Le laureat de l’appel à projet Inventer Bruneseau a été désigné, ce sera Nouvel.R, un quartier ultradense en bordure de périphérique, dans le 13e. Des tours de logements chers, une école donnant directement sur le flot de voitures, pas de logements sociaux et pas de jardins, les terrasses jardinées pallieront : voilà le programme pour financer la fin de ZAC Paris Rive Gauche. Que la Ville elle-même orchestre ces coups spéculatifs d’un urbanisme décomplexé livré aux développeurs et promoteurs a paru si grave aux associations membres de la concertation Paris Rive Gauche qu’elles ont décidé de taper du poing sur la table en quittant pour la plupart la réunion de présentation des lauréats. Voici le texte que SOS Paris a présenté lors de ce clash.
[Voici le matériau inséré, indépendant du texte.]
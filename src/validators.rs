//! Form validation for the sign-in, sign-up and profile forms.
//!
//! Rules run in a fixed order per field and stop at the first failure, so
//! each field reports at most one message.

use std::collections::BTreeMap;
use std::sync::LazyLock;

use regex::Regex;

static EMAIL_REGEX: LazyLock<Regex> =
    LazyLock::new(|| Regex::new(r"^[^\s@]+@[^\s@]+\.[^\s@]+$").unwrap());

static LOWERCASE_REGEX: LazyLock<Regex> = LazyLock::new(|| Regex::new(r"[a-z]").unwrap());
static UPPERCASE_REGEX: LazyLock<Regex> = LazyLock::new(|| Regex::new(r"[A-Z]").unwrap());
static DIGIT_REGEX: LazyLock<Regex> = LazyLock::new(|| Regex::new(r"\d").unwrap());
static SPECIAL_REGEX: LazyLock<Regex> =
    LazyLock::new(|| Regex::new(r#"[!@#$%^&*(),.?":{}|<>]"#).unwrap());

const MIN_PASSWORD_LENGTH: usize = 8;

/// Checks for one form field.
#[derive(Debug, Clone, Default)]
pub struct FieldRule {
    label: Option<String>,
    required: bool,
    min_length: Option<usize>,
    max_length: Option<usize>,
    pattern: Option<(Regex, Option<String>)>,
    email: bool,
    confirm: Option<(String, Option<String>)>,
}

impl FieldRule {
    pub fn new() -> Self {
        Self::default()
    }

    pub fn label(mut self, label: impl Into<String>) -> Self {
        self.label = Some(label.into());
        self
    }

    pub fn required(mut self) -> Self {
        self.required = true;
        self
    }

    pub fn min_length(mut self, n: usize) -> Self {
        self.min_length = Some(n);
        self
    }

    pub fn max_length(mut self, n: usize) -> Self {
        self.max_length = Some(n);
        self
    }

    /// Value must match `pattern`; `message` replaces the generic one.
    pub fn pattern(mut self, pattern: Regex, message: Option<&str>) -> Self {
        self.pattern = Some((pattern, message.map(str::to_string)));
        self
    }

    pub fn email(mut self) -> Self {
        self.email = true;
        self
    }

    /// Value must equal the field named `other`.
    pub fn confirm(mut self, other: impl Into<String>, other_label: Option<&str>) -> Self {
        self.confirm = Some((other.into(), other_label.map(str::to_string)));
        self
    }

    fn check(&self, field: &str, value: &str, data: &BTreeMap<String, String>) -> Option<String> {
        let label = self.label.as_deref().unwrap_or(field);
        let present = !value.is_empty();
        let length = value.chars().count();

        if self.required && value.trim().is_empty() {
            return Some(format!("{} is required", label));
        }
        if present && let Some(min) = self.min_length.filter(|min| length < *min) {
            return Some(format!("{} must be at least {} characters", label, min));
        }
        if present && let Some(max) = self.max_length.filter(|max| length > *max) {
            return Some(format!("{} must be no more than {} characters", label, max));
        }
        if present
            && let Some((pattern, message)) = &self.pattern
            && !pattern.is_match(value)
        {
            return Some(
                message
                    .clone()
                    .unwrap_or_else(|| format!("{} format is invalid", label)),
            );
        }
        if present && self.email && !validate_email(value) {
            return Some("Please enter a valid email address".to_string());
        }
        if let Some((other, other_label)) = &self.confirm
            && data.get(other).map(String::as_str).unwrap_or_default() != value
        {
            let other_label = other_label.as_deref().unwrap_or(other);
            return Some(format!("{} must match {}", label, other_label));
        }
        None
    }
}

/// Outcome of [`validate_form`]: field name to message.
#[derive(Debug, Clone, Default, PartialEq, Eq)]
pub struct ValidationResult {
    pub errors: BTreeMap<String, String>,
}

impl ValidationResult {
    pub fn is_valid(&self) -> bool {
        self.errors.is_empty()
    }

    pub fn error(&self, field: &str) -> Option<&str> {
        self.errors.get(field).map(String::as_str)
    }
}

/// Run `rules` against `data`. Missing fields are treated as empty.
pub fn validate_form(data: &BTreeMap<String, String>, rules: &[(&str, FieldRule)]) -> ValidationResult {
    let errors = rules
        .iter()
        .filter_map(|(field, rule)| {
            let value = data.get(*field).map(String::as_str).unwrap_or_default();
            rule.check(field, value, data)
                .map(|message| (field.to_string(), message))
        })
        .collect();
    ValidationResult { errors }
}

pub fn validate_email(email: &str) -> bool {
    EMAIL_REGEX.is_match(email)
}

/// Which password rules a candidate satisfies.
#[derive(Debug, Clone, Copy, PartialEq, Eq)]
pub struct PasswordRules {
    pub min_length: bool,
    pub has_lowercase: bool,
    pub has_uppercase: bool,
    pub has_digit: bool,
    pub has_special: bool,
}

impl PasswordRules {
    fn passed(&self) -> usize {
        [
            self.min_length,
            self.has_lowercase,
            self.has_uppercase,
            self.has_digit,
            self.has_special,
        ]
        .into_iter()
        .filter(|ok| *ok)
        .count()
    }
}

#[derive(Debug, Clone, Copy, PartialEq)]
pub struct PasswordStrength {
    pub rules: PasswordRules,
    /// Fraction of rules passed, 0.0 to 1.0.
    pub strength: f32,
    /// At least eight characters and three of the five rules.
    pub is_valid: bool,
}

pub fn validate_password(password: &str) -> PasswordStrength {
    let rules = PasswordRules {
        min_length: password.chars().count() >= MIN_PASSWORD_LENGTH,
        has_lowercase: LOWERCASE_REGEX.is_match(password),
        has_uppercase: UPPERCASE_REGEX.is_match(password),
        has_digit: DIGIT_REGEX.is_match(password),
        has_special: SPECIAL_REGEX.is_match(password),
    };
    let passed = rules.passed();
    PasswordStrength {
        rules,
        strength: passed as f32 / 5.0,
        is_valid: rules.min_length && passed >= 3,
    }
}

#[cfg(test)]
mod tests {
    use super::*;

    fn form(pairs: &[(&str, &str)]) -> BTreeMap<String, String> {
        pairs
            .iter()
            .map(|(k, v)| (k.to_string(), v.to_string()))
            .collect()
    }

    fn signup_rules() -> Vec<(&'static str, FieldRule)> {
        vec![
            ("fullName", FieldRule::new().label("Full name").required().min_length(2).max_length(50)),
            ("email", FieldRule::new().label("Email").required().email()),
            (
                "confirmPassword",
                FieldRule::new()
                    .label("Confirm password")
                    .required()
                    .confirm("password", Some("Password")),
            ),
        ]
    }

    #[test]
    fn test_required_fields_report_label() {
        let result = validate_form(&form(&[]), &signup_rules());
        assert!(!result.is_valid());
        assert_eq!(result.error("fullName"), Some("Full name is required"));
        assert_eq!(result.error("email"), Some("Email is required"));
    }

    #[test]
    fn test_length_and_email_messages() {
        let data = form(&[
            ("fullName", "A"),
            ("email", "not-an-email"),
            ("password", "Secret123!"),
            ("confirmPassword", "Secret123?"),
        ]);
        let result = validate_form(&data, &signup_rules());
        assert_eq!(result.error("fullName"), Some("Full name must be at least 2 characters"));
        assert_eq!(result.error("email"), Some("Please enter a valid email address"));
        assert_eq!(result.error("confirmPassword"), Some("Confirm password must match Password"));
    }

    #[test]
    fn test_valid_form_passes() {
        let data = form(&[
            ("fullName", "Ada Lovelace"),
            ("email", "ada@example.com"),
            ("password", "Secret123!"),
            ("confirmPassword", "Secret123!"),
        ]);
        assert!(validate_form(&data, &signup_rules()).is_valid());
    }

    #[test]
    fn test_max_length_and_pattern() {
        let rules = vec![
            ("bio", FieldRule::new().label("Bio").max_length(5)),
            ("otp", FieldRule::new().label("Code").pattern(Regex::new(r"^\d{6}$").unwrap(), None)),
        ];
        let result = validate_form(&form(&[("bio", "too long"), ("otp", "12ab")]), &rules);
        assert_eq!(result.error("bio"), Some("Bio must be no more than 5 characters"));
        assert_eq!(result.error("otp"), Some("Code format is invalid"));
    }

    #[test]
    fn test_password_strength() {
        let weak = validate_password("abc");
        assert!(!weak.is_valid);
        assert!((weak.strength - 0.2).abs() < f32::EPSILON);

        let long_but_plain = validate_password("abcdefgh");
        assert!(!long_but_plain.is_valid);

        let ok = validate_password("abcdefg1");
        assert!(ok.is_valid);
        assert!((ok.strength - 0.6).abs() < 1e-6);

        let strong = validate_password("Secret123!");
        assert!(strong.rules.has_special);
        assert!((strong.strength - 1.0).abs() < f32::EPSILON);
    }

    #[test]
    fn test_email_check() {
        assert!(validate_email("a@b.co"));
        assert!(!validate_email("a b@c.io"));
        assert!(!validate_email("a@b"));
    }
}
Des tours et une densification maximale pour le projet de quartier Bruneseau

SOS Paris est une association de défense du patrimoine et du cadre de vie à Paris, créée en 1973 à l’heure où l’on voulait éventrer Paris à coup d’autoroutes et planter des tours et des ZAC à tous les coins de rues. Si nous nous réjouissons que la ville supprime aujourd’hui les autoroutes urbaines telles que les voies sur berges, sur le plan du bâti nous en sommes presque revenus aux années 70 : tables rases, tours et grands blocs sans dialogue ou en rupture avec l’existant. Mais ce que comme bon nombre des membres de la coordination Paris Rive Gauche, notre association dénonce, c’est l’hyperdensification actuelle puisqu’elle augmente les problèmes de congestion et de pollution préjudiciables à la santé.

Urbanisme des hauteurs

De même, SOS Paris considère que le dépassement du plafond d’une hauteur supérieure aux 37 m déjà considérablement élevé par rapport au passé contribue à la construction d’un quartier dont la ligne de toits est en totale rupture avec la silhouette qui a fait la réputation mondiale de Paris, tandis que les Parisiens dès qu’ils sont interrogés rejettent avec constance la grande hauteur (à plus de 62 % en 2004 et en 2014). Mais cette question, malgré nos demandes, a été soustraite d’un débat public qui aurait dû être coordonné par les universitaires et des experts garantissant une bonne qualité des échanges.

Urbanisme minéral

Les projets actuels développés par la SEMAPA et notamment les derniers dossiers concernant les appels à projet Bruneseau- montrent une nouvelle façon de faire la ville où ce n’est plus la municipalité qui aménage mais le privé. Ceci conduit à une densification de l’espace tout à fait dommageable pour les habitants. La question environnementale n’est pas abordée sinon par des normes de mise en œuvre des bâtiments. Les corridors écologiques sont prétendument maintenus par des toits végétalisés, alors qu’on sait qu’au-delà de 12 m de hauteur, on ne crée que des îlots de verdure très gourmands en eau et qui rompent les continuités écologiques. Les espaces verts se réduisent à des « pocket garden » ou des jardins minéraux comme sur la ZAC gare de Lyon Daumesnil : tout est dit ! Pour la ville, les 30 ha des voies berges bituminées forment le Parc de Seine ! Pour en revenir à PRG, le bilan des espaces verts sur la ZAC serait de 109 000 m2 pour 2,1 millions de m2 de béton, c’est-à-dire à peine 5 % quand l’OMS préconise un seuil pour la bonne santé des habitant de 10 m2 d’espaces verts par habitants et que dans les années 70, on visait 30 %.

Urgence climatique

L’urgence environnementale est impérative, le GIEC ne cesse de le répéter et pourtant, la Ville continue d’accumuler ses erreurs en matière d’urbanisme et même les amplifier. Au lieu de changer de logiciel, la méthode est toujours la même en pire : la bétonisation s’accélère tandis que les méthodes de concertation des populations et de co-constructions des décisions d’urbanisme ne sont pas satisfaisantes, un mois d’enquête publique pour des projets et des dossiers gigantesques dont les Parisiens ont à peine connaissance ou n’ont pas les moyens d’étudier.

Bruneseau une densification dangereuse

Pour revenir au quartier Bruneseau et ces appels à projets urbains innovants Réinventer que nous dénonçons car ils transfèrent au privé la compétence en matière d’urbanisme de la ville – qui perd par ce truchement son pouvoir planificateur-, la densité de construction de bureaux et logements aux charges monstrueuses dans ce lieu tout à fait inhospitalier (ne parlons pas des écoles en zones polluées) nous paraît une grave erreur. Nous sommes nombreux à penser que la ZAC doit accepter de rester déficitaire plutôt que de produire un quartier qui sera tout, sauf exemplaire.